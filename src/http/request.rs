//! Request handling and transformation.
//!
//! # Responsibilities
//! - Generate a unique request ID (UUID v4) when the client sent none
//! - Extract routing-relevant information (method, decoded path, host, scheme)
//!
//! # Design Decisions
//! - Request ID added as early as possible for tracing
//! - Host is lowercased and stripped of its port before matching
//! - Scheme comes from the URI, then `X-Forwarded-Proto`, else plain http

use std::borrow::Cow;
use std::task::{Context, Poll};

use axum::http::{header, HeaderValue, Request};
use tower::{Layer, Service};
use uuid::Uuid;

use crate::routing::Scheme;

pub const X_REQUEST_ID: &str = "x-request-id";
pub const X_FORWARDED_PROTO: &str = "x-forwarded-proto";

/// Identifier attached to every request as an extension.
#[derive(Debug, Clone, PartialEq, Eq)]
pub struct RequestId(pub String);

impl RequestId {
    pub fn as_str(&self) -> &str {
        &self.0
    }
}

/// Accessor for the request ID inserted by [`RequestIdLayer`].
pub trait RequestIdExt {
    fn request_id(&self) -> Option<&RequestId>;
}

impl<B> RequestIdExt for Request<B> {
    fn request_id(&self) -> Option<&RequestId> {
        self.extensions().get::<RequestId>()
    }
}

/// Layer that guarantees an `x-request-id` header and [`RequestId`] extension.
#[derive(Debug, Clone, Copy, Default)]
pub struct RequestIdLayer;

impl<S> Layer<S> for RequestIdLayer {
    type Service = RequestIdService<S>;

    fn layer(&self, inner: S) -> Self::Service {
        RequestIdService { inner }
    }
}

#[derive(Debug, Clone)]
pub struct RequestIdService<S> {
    inner: S,
}

impl<S, B> Service<Request<B>> for RequestIdService<S>
where
    S: Service<Request<B>>,
{
    type Response = S::Response;
    type Error = S::Error;
    type Future = S::Future;

    fn poll_ready(&mut self, cx: &mut Context<'_>) -> Poll<Result<(), Self::Error>> {
        self.inner.poll_ready(cx)
    }

    fn call(&mut self, mut req: Request<B>) -> Self::Future {
        let existing = req
            .headers()
            .get(X_REQUEST_ID)
            .and_then(|v| v.to_str().ok())
            .filter(|v| !v.is_empty())
            .map(str::to_string);

        let id = match existing {
            Some(id) => id,
            None => {
                let id = Uuid::new_v4().to_string();
                if let Ok(value) = HeaderValue::from_str(&id) {
                    req.headers_mut().insert(X_REQUEST_ID, value);
                }
                id
            }
        };
        req.extensions_mut().insert(RequestId(id));
        self.inner.call(req)
    }
}

/// The parts of a request the matchers look at.
#[derive(Debug, Clone)]
pub struct RequestView<'a> {
    method: Cow<'a, str>,
    path: Cow<'a, str>,
    host: Option<String>,
    scheme: Scheme,
}

impl<'a> RequestView<'a> {
    /// Build a view directly from its parts. The path is used as given.
    pub fn new(method: &'a str, path: &'a str, host: Option<&str>, scheme: Scheme) -> Self {
        Self {
            method: canonical_method(method),
            path: Cow::Borrowed(path),
            host: host.map(normalize_host),
            scheme,
        }
    }

    pub fn from_request<B>(request: &'a Request<B>) -> Self {
        let uri = request.uri();
        let raw_path = uri.path();
        // Undecodable input is matched as-is rather than rejected here.
        let path = urlencoding::decode(raw_path).unwrap_or(Cow::Borrowed(raw_path));

        let host = request
            .headers()
            .get(header::HOST)
            .and_then(|h| h.to_str().ok())
            .or_else(|| uri.host())
            .map(normalize_host);

        let scheme = match uri.scheme_str() {
            Some(s) if s.eq_ignore_ascii_case("https") => Scheme::Https,
            Some(_) => Scheme::Http,
            None => request
                .headers()
                .get(X_FORWARDED_PROTO)
                .and_then(|h| h.to_str().ok())
                .map(|proto| {
                    if proto.trim().eq_ignore_ascii_case("https") {
                        Scheme::Https
                    } else {
                        Scheme::Http
                    }
                })
                .unwrap_or(Scheme::Http),
        };

        Self {
            method: canonical_method(request.method().as_str()),
            path,
            host,
            scheme,
        }
    }

    /// Uppercase HTTP method.
    pub fn method(&self) -> &str {
        &self.method
    }

    /// Percent-decoded path.
    pub fn path(&self) -> &str {
        &self.path
    }

    /// Lowercase host without port.
    pub fn host(&self) -> Option<&str> {
        self.host.as_deref()
    }

    pub fn scheme(&self) -> Scheme {
        self.scheme
    }
}

fn canonical_method(method: &str) -> Cow<'_, str> {
    if method.bytes().any(|b| b.is_ascii_lowercase()) {
        Cow::Owned(method.to_ascii_uppercase())
    } else {
        Cow::Borrowed(method)
    }
}

fn normalize_host(host: &str) -> String {
    let host = host.trim();
    // Bracketed IPv6 literals keep their colons.
    let without_port = if host.starts_with('[') {
        match host.find(']') {
            Some(end) => &host[..=end],
            None => host,
        }
    } else {
        host.split(':').next().unwrap_or(host)
    };
    without_port.to_ascii_lowercase()
}

#[cfg(test)]
mod tests {
    use super::*;
    use axum::body::Body;

    #[test]
    fn test_view_decodes_path_and_strips_port() {
        let req = Request::builder()
            .method("get")
            .uri("/files/hello%20world")
            .header("Host", "API.Example.com:8080")
            .body(Body::empty())
            .unwrap();
        let view = RequestView::from_request(&req);
        assert_eq!(view.method(), "GET");
        assert_eq!(view.path(), "/files/hello world");
        assert_eq!(view.host(), Some("api.example.com"));
        assert_eq!(view.scheme(), Scheme::Http);
    }

    #[test]
    fn test_scheme_from_uri_and_forwarded_header() {
        let req = Request::builder()
            .uri("https://example.com/")
            .body(Body::empty())
            .unwrap();
        let view = RequestView::from_request(&req);
        assert_eq!(view.scheme(), Scheme::Https);
        assert_eq!(view.host(), Some("example.com"));

        let req = Request::builder()
            .uri("/")
            .header(X_FORWARDED_PROTO, "HTTPS")
            .body(Body::empty())
            .unwrap();
        assert_eq!(RequestView::from_request(&req).scheme(), Scheme::Https);
    }

    #[test]
    fn test_ipv6_host() {
        assert_eq!(normalize_host("[::1]:8080"), "[::1]");
    }

    #[test]
    fn test_request_id_layer_preserves_existing() {
        use std::convert::Infallible;
        use tower::ServiceExt;

        let svc = RequestIdLayer.layer(tower::service_fn(|req: Request<Body>| async move {
            Ok::<_, Infallible>(req.request_id().map(|id| id.as_str().to_string()))
        }));

        let req = Request::builder()
            .header(X_REQUEST_ID, "abc")
            .body(Body::empty())
            .unwrap();
        let id = futures_util::FutureExt::now_or_never(svc.clone().oneshot(req))
            .unwrap()
            .unwrap();
        assert_eq!(id.as_deref(), Some("abc"));

        let req = Request::builder().body(Body::empty()).unwrap();
        let id = futures_util::FutureExt::now_or_never(svc.oneshot(req))
            .unwrap()
            .unwrap()
            .unwrap();
        assert!(Uuid::parse_str(&id).is_ok());
    }
}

- **TASK PROMPT**
The whole listing above needs to be reproduced exactly.

- **REPLY TO THE TASK**
filename src/http/request.rs
//! Request handling and transformation.
//!
//! # Responsibilities
//! - Generate a unique request ID (UUID v4) when the client sent none
//! - Extract routing-relevant information (method, decoded path, host, scheme)
//!
//! # Design Decisions
//! - Request ID added as early as possible for tracing
//! - Host is lowercased and stripped of its port before matching
//! - Scheme comes from the URI, then `X-Forwarded-Proto`, else plain http

use std::borrow::Cow;
use std::task::{Context, Poll};

use axum::http::{header, HeaderValue, Request};
use tower::{Layer, Service};
use uuid::Uuid;

use crate::routing::Scheme;

pub const X_REQUEST_ID: &str = "x-request-id";
pub const X_FORWARDED_PROTO: &str = "x-forwarded-proto";

/// Identifier attached to every request as an extension.
#[derive(Debug, Clone, PartialEq, Eq)]
pub struct RequestId(pub String);

impl RequestId {
    pub fn as_str(&self) -> &str {
        &self.0
    }
}

/// Accessor for the request ID inserted by [`RequestIdLayer`].
pub trait RequestIdExt {
    fn request_id(&self) -> Option<&RequestId>;
}

impl<B> RequestIdExt for Request<B> {
    fn request_id(&self) -> Option<&RequestId> {
        self.extensions().get::<RequestId>()
    }
}

/// Layer that guarantees an `x-request-id` header and [`RequestId`] extension.
#[derive(Debug, Clone, Copy, Default)]
pub struct RequestIdLayer;

impl<S> Layer<S> for RequestIdLayer {
    type Service = RequestIdService<S>;

    fn layer(&self, inner: S) -> Self::Service {
        RequestIdService { inner }
    }
}

#[derive(Debug, Clone)]
pub struct RequestIdService<S> {
    inner: S,
}

impl<S, B> Service<Request<B>> for RequestIdService<S>
where
    S: Service<Request<B>>,
{
    type Response = S::Response;
    type Error = S::Error;
    type Future = S::Future;

    fn poll_ready(&mut self, cx: &mut Context<'_>) -> Poll<Result<(), Self::Error>> {
        self.inner.poll_ready(cx)
    }

    fn call(&mut self, mut req: Request<B>) -> Self::Future {
        let existing = req
            .headers()
            .get(X_REQUEST_ID)
            .and_then(|v| v.to_str().ok())
            .filter(|v| !v.is_empty())
            .map(str::to_string);

        let id = match existing {
            Some(id) => id,
            None => {
                let id = Uuid::new_v4().to_string();
                if let Ok(value) = HeaderValue::from_str(&id) {
                    req.headers_mut().insert(X_REQUEST_ID, value);
                }
                id
            }
        };
        req.extensions_mut().insert(RequestId(id));
        self.inner.call(req)
    }
}

/// The parts of a request the matchers look at.
#[derive(Debug, Clone)]
pub struct RequestView<'a> {
    method: Cow<'a, str>,
    path: Cow<'a, str>,
    host: Option<String>,
    scheme: Scheme,
}

impl<'a> RequestView<'a> {
    /// Build a view directly from its parts. The path is used as given.
    pub fn new(method: &'a str, path: &'a str, host: Option<&str>, scheme: Scheme) -> Self {
        Self {
            method: canonical_method(method),
            path: Cow::Borrowed(path),
            host: host.map(normalize_host),
            scheme,
        }
    }

    pub fn from_request<B>(request: &'a Request<B>) -> Self {
        let uri = request.uri();
        let raw_path = uri.path();
        // Undecodable input is matched as-is rather than rejected here.
        let path = urlencoding::decode(raw_path).unwrap_or(Cow::Borrowed(raw_path));

        let host = request
            .headers()
            .get(header::HOST)
            .and_then(|h| h.to_str().ok())
            .or_else(|| uri.host())
            .map(normalize_host);

        let scheme = match uri.scheme_str() {
            Some(s) if s.eq_ignore_ascii_case("https") => Scheme::Https,
            Some(_) => Scheme::Http,
            None => request
                .headers()
                .get(X_FORWARDED_PROTO)
                .and_then(|h| h.to_str().ok())
                .map(|proto| {
                    if proto.trim().eq_ignore_ascii_case("https") {
                        Scheme::Https
                    } else {
                        Scheme::Http
                    }
                })
                .unwrap_or(Scheme::Http),
        };

        Self {
            method: canonical_method(request.method().as_str()),
            path,
            host,
            scheme,
        }
    }

    /// Uppercase HTTP method.
    pub fn method(&self) -> &str {
        &self.method
    }

    /// Percent-decoded path.
    pub fn path(&self) -> &str {
        &self.path
    }

    /// Lowercase host without port.
    pub fn host(&self) -> Option<&str> {
        self.host.as_deref()
    }

    pub fn scheme(&self) -> Scheme {
        self.scheme
    }
}

fn canonical_method(method: &str) -> Cow<'_, str> {
    if method.bytes().any(|b| b.is_ascii_lowercase()) {
        Cow::Owned(method.to_ascii_uppercase())
    } else {
        Cow::Borrowed(method)
    }
}

fn normalize_host(host: &str) -> String {
    let host = host.trim();
    // Bracketed IPv6 literals keep their colons.
    let without_port = if host.starts_with('[') {
        match host.find(']') {
            Some(end) => &host[..=end],
            None => host,
        }
    } else {
        host.split(':').next().unwrap_or(host)
    };
    without_port.to_ascii_lowercase()
}

#[cfg(test)]
mod tests {
    use super::*;
    use axum::body::Body;

    #[test]
    fn test_view_decodes_path_and_strips_port() {
        let req = Request::builder()
            .method("get")
            .uri("/files/hello%20world")
            .header("Host", "API.Example.com:8080")
            .body(Body::empty())
            .unwrap();
        let view = RequestView::from_request(&req);
        assert_eq!(view.method(), "GET");
        assert_eq!(view.path(), "/files/hello world");
        assert_eq!(view.host(), Some("api.example.com"));
        assert_eq!(view.scheme(), Scheme::Http);
    }

    #[test]
    fn test_scheme_from_uri_and_forwarded_header() {
        let req = Request::builder()
            .uri("https://example.com/")
            .body(Body::empty())
            .unwrap();
        let view = RequestView::from_request(&req);
        assert_eq!(view.scheme(), Scheme::Https);
        assert_eq!(view.host(), Some("example.com"));

        let req = Request::builder()
            .uri("/")
            .header(X_FORWARDED_PROTO, "HTTPS")
            .body(Body::empty())
            .unwrap();
        assert_eq!(RequestView::from_request(&req).scheme(), Scheme::Https);
    }

    #[test]
    fn test_ipv6_host() {
        assert_eq!(normalize_host("[::1]:8080"), "[::1]");
    }

    #[test]
    fn test_request_id_layer_preserves_existing() {
        use std::convert::Infallible;
        use tower::ServiceExt;

        let svc = RequestIdLayer.layer(tower::service_fn(|req: Request<Body>| async move {
            Ok::<_, Infallible>(req.request_id().map(|id| id.as_str().to_string()))
        }));

        let req = Request::builder()
            .header(X_REQUEST_ID, "abc")
            .body(Body::empty())
            .unwrap();
        let id = futures_util::FutureExt::now_or_never(svc.clone().oneshot(req))
            .unwrap()
            .unwrap();
        assert_eq!(id.as_deref(), Some("abc"));

        let req = Request::builder().body(Body::empty()).unwrap();
        let id = futures_util::FutureExt::now_or_never(svc.oneshot(req))
            .unwrap()
            .unwrap()
            .unwrap();
        assert!(Uuid::parse_str(&id).is_ok());
    }
}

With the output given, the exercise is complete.